**Requirement**. Your job is to set down the stretch of entries that opens with the line containing "repository 30b4f5fe09ec84e2" and closes with the line containing "fn version() ->". Keep both end lines, copy each exactly, and add nothing.

[Source data]
################

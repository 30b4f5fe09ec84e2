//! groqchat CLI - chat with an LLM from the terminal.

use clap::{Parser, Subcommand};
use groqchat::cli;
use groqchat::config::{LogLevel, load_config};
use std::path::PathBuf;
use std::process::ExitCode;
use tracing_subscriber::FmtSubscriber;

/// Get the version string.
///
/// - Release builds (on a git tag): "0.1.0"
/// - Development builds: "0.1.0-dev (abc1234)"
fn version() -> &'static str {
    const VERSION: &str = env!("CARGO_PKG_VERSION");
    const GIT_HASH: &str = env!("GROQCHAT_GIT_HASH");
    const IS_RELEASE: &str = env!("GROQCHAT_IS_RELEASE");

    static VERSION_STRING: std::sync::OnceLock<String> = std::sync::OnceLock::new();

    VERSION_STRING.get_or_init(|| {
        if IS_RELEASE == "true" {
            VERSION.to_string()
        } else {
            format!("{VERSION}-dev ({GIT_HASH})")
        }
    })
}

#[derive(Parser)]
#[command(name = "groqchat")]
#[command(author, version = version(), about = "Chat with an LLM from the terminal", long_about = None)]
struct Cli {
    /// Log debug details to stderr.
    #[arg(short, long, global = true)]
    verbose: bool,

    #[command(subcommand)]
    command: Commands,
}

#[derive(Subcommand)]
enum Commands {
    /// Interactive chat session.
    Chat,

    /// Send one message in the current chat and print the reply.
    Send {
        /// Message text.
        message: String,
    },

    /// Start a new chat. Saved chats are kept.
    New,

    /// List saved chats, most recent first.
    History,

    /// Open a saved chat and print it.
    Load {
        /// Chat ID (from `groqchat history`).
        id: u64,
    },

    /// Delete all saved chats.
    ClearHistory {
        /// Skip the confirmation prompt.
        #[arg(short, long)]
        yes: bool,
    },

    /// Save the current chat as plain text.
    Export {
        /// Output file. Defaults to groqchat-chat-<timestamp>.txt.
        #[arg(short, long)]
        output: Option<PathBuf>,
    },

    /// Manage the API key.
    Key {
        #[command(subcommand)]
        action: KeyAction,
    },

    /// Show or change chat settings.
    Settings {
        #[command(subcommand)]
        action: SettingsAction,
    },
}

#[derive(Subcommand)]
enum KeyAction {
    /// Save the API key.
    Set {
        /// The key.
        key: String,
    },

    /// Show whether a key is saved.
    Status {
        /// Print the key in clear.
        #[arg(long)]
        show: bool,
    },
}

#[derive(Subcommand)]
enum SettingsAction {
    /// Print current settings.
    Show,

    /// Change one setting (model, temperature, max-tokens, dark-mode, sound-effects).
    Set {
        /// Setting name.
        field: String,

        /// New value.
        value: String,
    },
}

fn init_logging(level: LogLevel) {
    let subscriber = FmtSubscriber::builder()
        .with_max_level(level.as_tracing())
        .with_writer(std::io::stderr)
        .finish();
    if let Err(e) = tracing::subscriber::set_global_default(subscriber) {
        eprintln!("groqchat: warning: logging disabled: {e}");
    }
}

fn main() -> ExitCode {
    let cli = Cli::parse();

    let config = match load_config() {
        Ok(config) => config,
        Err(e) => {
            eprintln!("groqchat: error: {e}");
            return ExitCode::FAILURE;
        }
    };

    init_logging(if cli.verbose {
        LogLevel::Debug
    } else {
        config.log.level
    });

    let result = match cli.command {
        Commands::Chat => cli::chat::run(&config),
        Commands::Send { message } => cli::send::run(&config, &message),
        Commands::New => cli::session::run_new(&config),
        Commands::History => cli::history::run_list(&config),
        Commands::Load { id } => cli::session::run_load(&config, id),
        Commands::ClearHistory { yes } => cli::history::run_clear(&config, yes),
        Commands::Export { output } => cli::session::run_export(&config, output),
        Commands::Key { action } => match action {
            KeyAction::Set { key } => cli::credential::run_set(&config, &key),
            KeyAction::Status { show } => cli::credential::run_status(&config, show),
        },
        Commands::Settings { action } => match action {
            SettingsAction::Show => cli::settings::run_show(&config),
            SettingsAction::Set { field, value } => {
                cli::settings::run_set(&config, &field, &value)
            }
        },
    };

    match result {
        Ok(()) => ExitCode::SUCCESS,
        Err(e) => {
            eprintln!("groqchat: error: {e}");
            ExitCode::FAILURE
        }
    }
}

################

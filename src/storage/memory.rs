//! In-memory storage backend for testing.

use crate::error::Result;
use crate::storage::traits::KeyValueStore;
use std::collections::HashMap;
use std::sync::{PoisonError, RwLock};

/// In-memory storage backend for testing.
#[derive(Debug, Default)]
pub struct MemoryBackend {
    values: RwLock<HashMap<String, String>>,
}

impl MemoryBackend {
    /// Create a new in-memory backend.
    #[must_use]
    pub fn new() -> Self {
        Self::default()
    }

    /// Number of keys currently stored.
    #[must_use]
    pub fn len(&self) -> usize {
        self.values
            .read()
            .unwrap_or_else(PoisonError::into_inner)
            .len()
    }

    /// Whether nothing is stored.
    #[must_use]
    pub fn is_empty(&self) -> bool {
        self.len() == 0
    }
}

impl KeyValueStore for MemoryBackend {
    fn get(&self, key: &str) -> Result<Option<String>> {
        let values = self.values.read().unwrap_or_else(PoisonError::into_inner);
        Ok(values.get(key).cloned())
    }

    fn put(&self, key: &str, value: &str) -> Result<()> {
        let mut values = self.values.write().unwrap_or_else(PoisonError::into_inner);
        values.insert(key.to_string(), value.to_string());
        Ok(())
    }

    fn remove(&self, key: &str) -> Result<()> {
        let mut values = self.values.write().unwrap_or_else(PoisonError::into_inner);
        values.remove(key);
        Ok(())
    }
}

################

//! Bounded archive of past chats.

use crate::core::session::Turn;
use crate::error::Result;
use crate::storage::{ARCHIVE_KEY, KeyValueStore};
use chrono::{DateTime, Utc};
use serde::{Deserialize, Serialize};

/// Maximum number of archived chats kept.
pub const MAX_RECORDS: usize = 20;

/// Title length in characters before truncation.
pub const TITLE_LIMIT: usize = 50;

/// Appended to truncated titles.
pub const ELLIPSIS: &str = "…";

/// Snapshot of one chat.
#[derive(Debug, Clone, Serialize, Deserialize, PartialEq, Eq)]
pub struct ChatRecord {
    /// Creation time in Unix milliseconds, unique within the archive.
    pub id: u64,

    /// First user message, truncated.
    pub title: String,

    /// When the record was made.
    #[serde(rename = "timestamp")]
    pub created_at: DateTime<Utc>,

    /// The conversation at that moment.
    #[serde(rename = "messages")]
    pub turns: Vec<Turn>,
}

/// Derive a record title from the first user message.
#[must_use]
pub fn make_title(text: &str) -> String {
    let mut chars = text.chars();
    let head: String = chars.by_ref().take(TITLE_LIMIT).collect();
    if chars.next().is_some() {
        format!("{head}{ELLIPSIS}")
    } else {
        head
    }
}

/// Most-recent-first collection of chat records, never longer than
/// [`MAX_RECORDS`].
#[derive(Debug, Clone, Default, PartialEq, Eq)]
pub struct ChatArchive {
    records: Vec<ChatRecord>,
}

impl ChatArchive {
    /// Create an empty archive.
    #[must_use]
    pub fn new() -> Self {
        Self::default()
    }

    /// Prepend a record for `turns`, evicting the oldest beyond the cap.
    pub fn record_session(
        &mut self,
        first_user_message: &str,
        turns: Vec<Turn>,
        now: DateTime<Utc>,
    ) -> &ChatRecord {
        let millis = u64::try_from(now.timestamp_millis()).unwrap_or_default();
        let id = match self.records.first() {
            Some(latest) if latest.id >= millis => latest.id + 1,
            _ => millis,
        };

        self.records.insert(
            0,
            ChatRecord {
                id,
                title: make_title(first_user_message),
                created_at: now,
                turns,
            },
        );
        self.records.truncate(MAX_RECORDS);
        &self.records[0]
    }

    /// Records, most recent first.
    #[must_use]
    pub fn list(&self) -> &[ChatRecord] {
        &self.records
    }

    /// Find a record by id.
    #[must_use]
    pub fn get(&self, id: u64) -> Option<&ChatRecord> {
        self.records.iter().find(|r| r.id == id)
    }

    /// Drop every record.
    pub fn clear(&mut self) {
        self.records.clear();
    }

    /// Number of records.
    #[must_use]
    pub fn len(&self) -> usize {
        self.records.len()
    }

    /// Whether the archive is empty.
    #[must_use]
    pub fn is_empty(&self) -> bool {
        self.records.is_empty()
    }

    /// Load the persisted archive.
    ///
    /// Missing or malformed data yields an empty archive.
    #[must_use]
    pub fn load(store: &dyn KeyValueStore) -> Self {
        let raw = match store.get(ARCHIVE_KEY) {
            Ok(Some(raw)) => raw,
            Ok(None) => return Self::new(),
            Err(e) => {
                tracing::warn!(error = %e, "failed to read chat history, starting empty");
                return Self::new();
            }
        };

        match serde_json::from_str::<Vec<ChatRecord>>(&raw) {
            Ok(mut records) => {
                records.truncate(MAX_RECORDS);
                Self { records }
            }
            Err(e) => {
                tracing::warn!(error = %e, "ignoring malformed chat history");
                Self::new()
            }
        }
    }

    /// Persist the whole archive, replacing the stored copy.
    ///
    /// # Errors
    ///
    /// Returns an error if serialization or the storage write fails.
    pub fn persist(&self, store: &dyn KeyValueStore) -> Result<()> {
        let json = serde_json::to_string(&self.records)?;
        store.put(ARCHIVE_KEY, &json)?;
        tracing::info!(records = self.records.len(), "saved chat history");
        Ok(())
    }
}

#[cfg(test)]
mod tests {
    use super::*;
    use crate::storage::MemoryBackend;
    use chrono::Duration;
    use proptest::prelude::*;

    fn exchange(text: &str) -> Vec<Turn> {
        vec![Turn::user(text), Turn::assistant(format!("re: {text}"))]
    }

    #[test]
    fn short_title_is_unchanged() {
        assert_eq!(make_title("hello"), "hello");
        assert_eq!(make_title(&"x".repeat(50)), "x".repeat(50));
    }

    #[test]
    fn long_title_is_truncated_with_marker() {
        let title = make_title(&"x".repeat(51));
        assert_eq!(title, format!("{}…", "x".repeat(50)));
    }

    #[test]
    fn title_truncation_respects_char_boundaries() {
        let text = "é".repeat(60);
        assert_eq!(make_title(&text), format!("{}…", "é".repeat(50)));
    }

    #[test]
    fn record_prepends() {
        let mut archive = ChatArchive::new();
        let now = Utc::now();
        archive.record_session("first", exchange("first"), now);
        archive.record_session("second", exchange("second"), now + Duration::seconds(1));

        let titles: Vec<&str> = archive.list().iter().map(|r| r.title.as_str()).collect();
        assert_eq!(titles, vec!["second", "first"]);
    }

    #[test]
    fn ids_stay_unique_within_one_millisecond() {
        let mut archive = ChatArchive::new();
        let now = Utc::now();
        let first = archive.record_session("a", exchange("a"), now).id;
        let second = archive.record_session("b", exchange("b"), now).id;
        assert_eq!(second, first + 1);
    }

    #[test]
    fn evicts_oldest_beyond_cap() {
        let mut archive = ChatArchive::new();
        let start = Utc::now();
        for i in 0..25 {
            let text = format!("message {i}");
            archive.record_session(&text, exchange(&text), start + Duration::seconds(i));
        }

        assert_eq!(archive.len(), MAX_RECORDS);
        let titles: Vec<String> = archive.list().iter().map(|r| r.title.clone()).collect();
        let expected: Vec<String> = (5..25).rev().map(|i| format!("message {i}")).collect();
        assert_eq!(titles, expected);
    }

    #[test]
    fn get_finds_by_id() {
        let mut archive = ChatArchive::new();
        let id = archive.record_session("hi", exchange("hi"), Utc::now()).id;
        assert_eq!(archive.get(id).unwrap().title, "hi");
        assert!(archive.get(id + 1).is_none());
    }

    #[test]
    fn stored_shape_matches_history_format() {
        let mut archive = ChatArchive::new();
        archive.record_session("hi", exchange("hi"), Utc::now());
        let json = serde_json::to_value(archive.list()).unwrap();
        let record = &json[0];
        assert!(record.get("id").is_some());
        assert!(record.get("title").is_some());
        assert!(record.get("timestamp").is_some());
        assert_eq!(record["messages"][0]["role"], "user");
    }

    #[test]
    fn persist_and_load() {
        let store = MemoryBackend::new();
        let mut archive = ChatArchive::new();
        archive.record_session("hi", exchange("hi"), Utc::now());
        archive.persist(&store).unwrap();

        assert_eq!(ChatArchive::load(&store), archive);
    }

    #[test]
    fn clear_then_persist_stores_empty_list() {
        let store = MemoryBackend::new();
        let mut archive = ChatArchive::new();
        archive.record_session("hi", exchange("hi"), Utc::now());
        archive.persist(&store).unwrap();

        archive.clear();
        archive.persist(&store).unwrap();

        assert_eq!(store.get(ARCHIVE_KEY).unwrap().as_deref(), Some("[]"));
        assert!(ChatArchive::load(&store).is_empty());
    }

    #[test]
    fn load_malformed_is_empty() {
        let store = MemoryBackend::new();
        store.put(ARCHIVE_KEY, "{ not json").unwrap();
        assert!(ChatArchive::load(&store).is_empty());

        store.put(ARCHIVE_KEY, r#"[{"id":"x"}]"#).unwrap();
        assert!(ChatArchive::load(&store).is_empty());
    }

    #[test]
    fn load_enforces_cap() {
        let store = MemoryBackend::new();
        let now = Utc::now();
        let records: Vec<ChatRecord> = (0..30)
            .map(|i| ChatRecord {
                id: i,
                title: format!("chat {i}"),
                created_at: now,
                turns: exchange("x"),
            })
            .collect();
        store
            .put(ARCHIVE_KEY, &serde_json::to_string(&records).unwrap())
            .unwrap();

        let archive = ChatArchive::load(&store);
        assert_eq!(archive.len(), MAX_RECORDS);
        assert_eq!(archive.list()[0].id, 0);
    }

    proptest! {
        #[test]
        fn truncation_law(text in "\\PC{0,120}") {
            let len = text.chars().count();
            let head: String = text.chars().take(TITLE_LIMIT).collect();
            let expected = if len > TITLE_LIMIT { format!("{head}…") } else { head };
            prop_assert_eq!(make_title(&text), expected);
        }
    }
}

################

**Task result**.
repository 30b4f5fe09ec84e2
//! groqchat CLI - chat with an LLM from the terminal.

use clap::{Parser, Subcommand};
use groqchat::cli;
use groqchat::config::{LogLevel, load_config};
use std::path::PathBuf;
use std::process::ExitCode;
use tracing_subscriber::FmtSubscriber;

/// Get the version string.
///
/// - Release builds (on a git tag): "0.1.0"
/// - Development builds: "0.1.0-dev (abc1234)"
fn version() -> &'static str {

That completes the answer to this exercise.